俺はサイルト父さんの遺体を担いでその穴に入れ、ティマル母さんも担いで父さんの横に寝かせ、ハネカの土魔法で土を掛け埋める。次にズーロさんとラン。次にダースと家族であろう人、ラッタと家族であろう人。ティーナと家族であろう人。ケビンさんと家族であろう人。村を一周して見回り、その他も知っている限りの家族で埋めた。多少間違っても同じタモンの村の人だから大丈夫だろう。冥福を祈りながら墓を造り終わると、
(俺、何かおかしくなったのかな、本当に悲しみもなにも感じられないよ)
【ミツヒ様、そのようなことはありません】
横にいるユキナとファイガにも、
(俺、変わったみたいだけど、まだ従魔でいいのか? 無理しなくていいよ)
(私はミツヒ様の従魔です、問題ありません)
(我も主様について行くだけです)
(ありがとう。ハネカは?)
【私はミツヒ様の心眼であり、ミツヒ様をお慕いしています。実体でしたらすぐにでも契りでも夜伽でも】
(あー、わかった、ありがとう、ハネカ。
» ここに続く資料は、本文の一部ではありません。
//! Tenant handle - one open session to a tenant's (or the catalog's) store
//!
//! The handle is the unit of mutual exclusion: it owns the single engine
//! connection for its store, shares it between the write-queue worker and
//! the direct read path, and releases it deterministically on close so the
//! store file can be deleted afterwards.

use super::StorageConfig;
use crate::queue::{SharedConnection, WriteOp, WriteQueue, WriteTicket};
use crate::{dialect, HiveError, QueueMetrics, Result};
use parking_lot::Mutex;
use rusqlite::{Connection, OpenFlags};
use std::path::{Path, PathBuf};
use std::sync::Arc;
use std::time::{Duration, Instant};
use tracing::{info, warn};

/// Per-handle knobs derived from [`StorageConfig`].
#[derive(Debug, Clone)]
pub struct HandleOptions {
    pub max_queue_depth: Option<usize>,
    pub serialize_reads: bool,
    pub busy_timeout_ms: u64,
}

impl From<&StorageConfig> for HandleOptions {
    fn from(config: &StorageConfig) -> Self {
        Self {
            max_queue_depth: config.max_queue_depth,
            serialize_reads: config.serialize_reads,
            busy_timeout_ms: config.busy_timeout_ms,
        }
    }
}

/// An open connection to one store, with its write queue.
pub struct TenantHandle {
    tenant_id: String,
    path: PathBuf,
    conn: SharedConnection,
    queue: WriteQueue,
    serialize_reads: bool,
    last_used: Mutex<Instant>,
}

impl TenantHandle {
    /// Open (creating if absent) the store at `path` and start its writer.
    pub fn open(tenant_id: &str, path: &Path, options: &HandleOptions) -> Result<Arc<Self>> {
        let flags = OpenFlags::SQLITE_OPEN_READ_WRITE
            | OpenFlags::SQLITE_OPEN_CREATE
            | OpenFlags::SQLITE_OPEN_FULL_MUTEX;
        let conn = Connection::open_with_flags(path, flags)?;
        conn.execute_batch(
            "PRAGMA journal_mode = wal;
             PRAGMA synchronous = normal;
             PRAGMA foreign_keys = ON;",
        )?;
        conn.busy_timeout(Duration::from_millis(options.busy_timeout_ms))?;

        let conn: SharedConnection = Arc::new(Mutex::new(Some(conn)));
        let queue = WriteQueue::start(tenant_id, Arc::clone(&conn), options.max_queue_depth)?;

        info!("Opened store for {} at {:?}", tenant_id, path);
        Ok(Arc::new(Self {
            tenant_id: tenant_id.to_string(),
            path: path.to_path_buf(),
            conn,
            queue,
            serialize_reads: options.serialize_reads,
            last_used: Mutex::new(Instant::now()),
        }))
    }

    /// Tenant this handle belongs to (the catalog sentinel for the shared
    /// catalog).
    pub fn tenant_id(&self) -> &str {
        &self.tenant_id
    }

    /// Store file path.
    pub fn path(&self) -> &Path {
        &self.path
    }

    /// Whether the connection is still open.
    pub fn is_open(&self) -> bool {
        self.conn.lock().is_some()
    }

    /// Seconds since this handle last served an operation.
    pub fn idle_secs(&self) -> u64 {
        self.last_used.lock().elapsed().as_secs()
    }

    /// On-disk size of the store file, zero if unreadable.
    pub fn file_size(&self) -> u64 {
        std::fs::metadata(&self.path).map(|m| m.len()).unwrap_or(0)
    }

    /// Run a read-only closure against the connection.
    ///
    /// By default this takes the connection lock directly, interleaving with
    /// the writer at lock granularity. With `serialize_reads` the read first
    /// drains the queue through a barrier operation, giving it a FIFO
    /// position after every previously enqueued write.
    pub fn read<T>(&self, f: impl FnOnce(&Connection) -> Result<T>) -> Result<T> {
        self.touch();
        if self.serialize_reads {
            self.queue.execute("read-barrier", Box::new(|_| Ok(0)))?;
        }
        let guard = self.conn.lock();
        let conn = guard
            .as_ref()
            .ok_or_else(|| HiveError::HandleClosed(self.tenant_id.clone()))?;
        f(conn)
    }

    /// Enqueue a mutating operation, optionally with a deadline that is
    /// checked before execution starts.
    pub fn enqueue_write(
        &self,
        label: &str,
        deadline: Option<Duration>,
        op: WriteOp,
    ) -> Result<WriteTicket> {
        self.touch();
        self.queue.enqueue(label, deadline, op)
    }

    /// Enqueue a mutating operation and block until it resolves.
    pub fn execute_write(&self, label: &str, op: WriteOp) -> Result<usize> {
        self.enqueue_write(label, None, op)?.wait()
    }

    /// Translate and apply a canonical schema through the write queue.
    /// Idempotent: every statement is `IF NOT EXISTS`.
    pub fn apply_schema(&self, canonical: &str) -> Result<usize> {
        let ddl = dialect::translate(canonical);
        self.execute_write(
            "apply-schema",
            Box::new(move |conn| {
                conn.execute_batch(&ddl)?;
                Ok(0)
            }),
        )
    }

    /// Queue metrics for this handle.
    pub fn queue_metrics(&self) -> QueueMetrics {
        self.queue.metrics()
    }

    /// Drain the queue, stop the worker and release the connection.
    ///
    /// Must run before the store file is deleted; some platforms refuse to
    /// remove files with open handles.
    pub fn close(&self) {
        self.queue.shutdown();
        let conn = self.conn.lock().take();
        if let Some(conn) = conn {
            if let Err((_, e)) = conn.close() {
                warn!("error closing store for {}: {}", self.tenant_id, e);
            }
        }
        info!("Closed store for {}", self.tenant_id);
    }

    fn touch(&self) {
        *self.last_used.lock() = Instant::now();
    }
}

#[cfg(test)]
mod tests {
    use super::*;
    use tempfile::TempDir;

    fn open_handle(tmp: &TempDir) -> Arc<TenantHandle> {
        let options = HandleOptions::from(&StorageConfig::default());
        TenantHandle::open("tenant-a", &tmp.path().join("tenant.db"), &options).unwrap()
    }

    #[test]
    fn test_write_then_read() {
        let tmp = TempDir::new().unwrap();
        let handle = open_handle(&tmp);
        handle.apply_schema(dialect::CANONICAL_TENANT_SCHEMA).unwrap();

        let rows = handle
            .execute_write(
                "insert",
                Box::new(|conn| {
                    conn.execute(
                        "INSERT INTO collections (id, name) VALUES (?1, ?2)",
                        ["c1", "posts"],
                    )?;
                    Ok(1)
                }),
            )
            .unwrap();
        assert_eq!(rows, 1);

        let name: String = handle
            .read(|conn| {
                Ok(conn.query_row(
                    "SELECT name FROM collections WHERE id = 'c1'",
                    [],
                    |row| row.get(0),
                )?)
            })
            .unwrap();
        assert_eq!(name, "posts");
    }

    #[test]
    fn test_apply_schema_is_idempotent() {
        let tmp = TempDir::new().unwrap();
        let handle = open_handle(&tmp);
        handle.apply_schema(dialect::CANONICAL_TENANT_SCHEMA).unwrap();
        handle.apply_schema(dialect::CANONICAL_TENANT_SCHEMA).unwrap();
    }

    #[test]
    fn test_close_releases_connection() {
        let tmp = TempDir::new().unwrap();
        let handle = open_handle(&tmp);
        handle.apply_schema(dialect::CANONICAL_TENANT_SCHEMA).unwrap();

        handle.close();
        assert!(!handle.is_open());
        assert!(matches!(
            handle.read(|_| Ok(())),
            Err(HiveError::HandleClosed(_))
        ));
        assert!(matches!(
            handle.execute_write("late", Box::new(|_| Ok(0))),
            Err(HiveError::HandleClosed(_))
        ));

        // File is removable once the handle is closed.
        std::fs::remove_file(tmp.path().join("tenant.db")).unwrap();
    }

    #[test]
    fn test_serialized_reads_observe_queued_writes() {
        let tmp = TempDir::new().unwrap();
        let options = HandleOptions {
            serialize_reads: true,
            ..HandleOptions::from(&StorageConfig::default())
        };
        let handle =
            TenantHandle::open("tenant-a", &tmp.path().join("tenant.db"), &options).unwrap();
        handle.apply_schema(dialect::CANONICAL_TENANT_SCHEMA).unwrap();

        // Enqueue without waiting, then read: the barrier must place the
        // read after the pending insert.
        let ticket = handle
            .enqueue_write(
                "insert",
                None,
                Box::new(|conn| {
                    std::thread::sleep(Duration::from_millis(50));
                    conn.execute(
                        "INSERT INTO collections (id, name) VALUES ('c1', 'posts')",
                        [],
                    )?;
                    Ok(1)
                }),
            )
            .unwrap();

        let count: i64 = handle
            .read(|conn| {
                Ok(conn.query_row("SELECT COUNT(*) FROM collections", [], |row| row.get(0))?)
            })
            .unwrap();
        assert_eq!(count, 1);
        ticket.wait().unwrap();
    }
}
ははは)
ハネカの言葉に、思わず笑ってしまったよ。
決めた。
俺は魔族の殲滅を誓う。いや、蹂躙だ。
今後の行動が決まったことで、魔族の国が何処にあるかハネカに、
(ハネカ、魔族のいる場所は知っているか)
【はい、ミツヒ様。行き方は分かりかねますが、この村の東を進み、広大な樹海を越えると魔族の国が見えます】
よし、一度見に行こうか。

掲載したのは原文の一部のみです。